Il territorio alpestre attorno al paese da la possibilità di effettuare numerose escursioni lungo i valloni scavati dal torrente Cervo e dai suoi affluenti: Piedicavallo è punto di partenza
per itinerari alla scoperta della natura dell'Alta Valle. Lungo i valloni che partono dal paese le mulattiere offrono ai visitatori passeggiate alla scoperta degli antichi cascinali posti lungo i percorsi e di una natura ancora intatta; per gli escursionisti più esperti invece la catena delle alpi biellesi offre numerosi colli e cime, da cui si può godere di ampi
panorami sulle vallate e sulle montagne circostanti.
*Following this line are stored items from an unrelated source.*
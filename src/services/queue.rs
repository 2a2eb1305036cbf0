use std::sync::Arc;

use tokio::sync::{mpsc, Semaphore};
use tokio::task::{JoinHandle, JoinSet};

use crate::models::job::Job;
use crate::services::orchestrator::Orchestrator;

/// Submission side of the in-process job queue. Accepting a job never waits
/// and never fails while the dispatcher is alive; the worker pool bounds how
/// many jobs execute at once, not how many may wait.
#[derive(Clone)]
pub struct JobQueue {
    sender: mpsc::UnboundedSender<Job>,
}

impl JobQueue {
    /// Create the queue and spawn the dispatcher that drains it, running at
    /// most `concurrency` jobs at once.
    ///
    /// The returned handle completes once every `JobQueue` clone has been
    /// dropped and every accepted job has delivered its callback.
    pub fn start(orchestrator: Orchestrator, concurrency: usize) -> (Self, JoinHandle<()>) {
        let (sender, receiver) = mpsc::unbounded_channel();
        let dispatcher = tokio::spawn(dispatch(receiver, orchestrator, concurrency.max(1)));
        (Self { sender }, dispatcher)
    }

    /// Hand a job to the dispatcher without waiting for it to run.
    pub fn enqueue(&self, job: Job) -> Result<(), QueueError> {
        self.sender.send(job).map_err(|_| QueueError::Closed)?;
        metrics::gauge!("faceswap_queue_depth").increment(1.0);
        Ok(())
    }
}

async fn dispatch(
    mut receiver: mpsc::UnboundedReceiver<Job>,
    orchestrator: Orchestrator,
    concurrency: usize,
) {
    let permits = Arc::new(Semaphore::new(concurrency));
    let mut workers = JoinSet::new();
    tracing::info!(concurrency, "Job dispatcher started");

    while let Some(job) = receiver.recv().await {
        metrics::gauge!("faceswap_queue_depth").decrement(1.0);
        let Ok(permit) = permits.clone().acquire_owned().await else {
            break;
        };

        while let Some(finished) = workers.try_join_next() {
            log_worker_exit(finished);
        }

        let orchestrator = orchestrator.clone();
        workers.spawn(async move {
            metrics::gauge!("faceswap_jobs_in_flight").increment(1.0);
            let outcome = orchestrator.run(job).await;
            metrics::gauge!("faceswap_jobs_in_flight").decrement(1.0);
            tracing::debug!(
                request_id = ?outcome.result.request_id,
                status = %outcome.result.status,
                "Worker finished job"
            );
            drop(permit);
        });
    }

    tracing::info!(in_flight = workers.len(), "Job queue closed, draining workers");
    while let Some(finished) = workers.join_next().await {
        log_worker_exit(finished);
    }
    tracing::info!("Job dispatcher stopped");
}

fn log_worker_exit(finished: Result<(), tokio::task::JoinError>) {
    if let Err(e) = finished {
        tracing::error!(error = %e, "Worker task ended abnormally");
    }
}

#[derive(Debug, thiserror::Error)]
pub enum QueueError {
    #[error("job queue is closed")]
    Closed,
}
Dal paese si arriva in breve alle borgate di Rosey e del Munté, anticamente alpeggi estivi per il bestiame, e proseguendo oltre lungo il vallone del Cervo, il rifugio della Vecchia (vicino all'omonimo lago) a m 1858 e il colle (m 2187), e nel vallone Mologna il rifugio Rivetti (m 2148), e la Punta Tre vescovi,
(m 2501).Una delle più belle punte è il monte Cresto, a m 2546,sopra il vallone d'Irogna, caratterizzato da una natura aspra e selvaggia. Da Montesinaro, collegato anche da un'antica mulattiera che attraversa una faggeta, inizia il sentiero del vallone della Chiobbia, che tocca vari alpeggi e porta alla cima Bo, la più alta della valle (2256 m) in cui,
grazie alla presenza del bivacco Antoniotti, si può pernottare in attesa di ammirare l'alba. Sempre da Montesinaro parte il bivio per il vallone della Valdescola. All'inizio del vallone l'alpe Fontana, in posizione panoramica e soleggiata; proseguendo si incontrano alpeggi diroccati, in un ambiente incontaminato.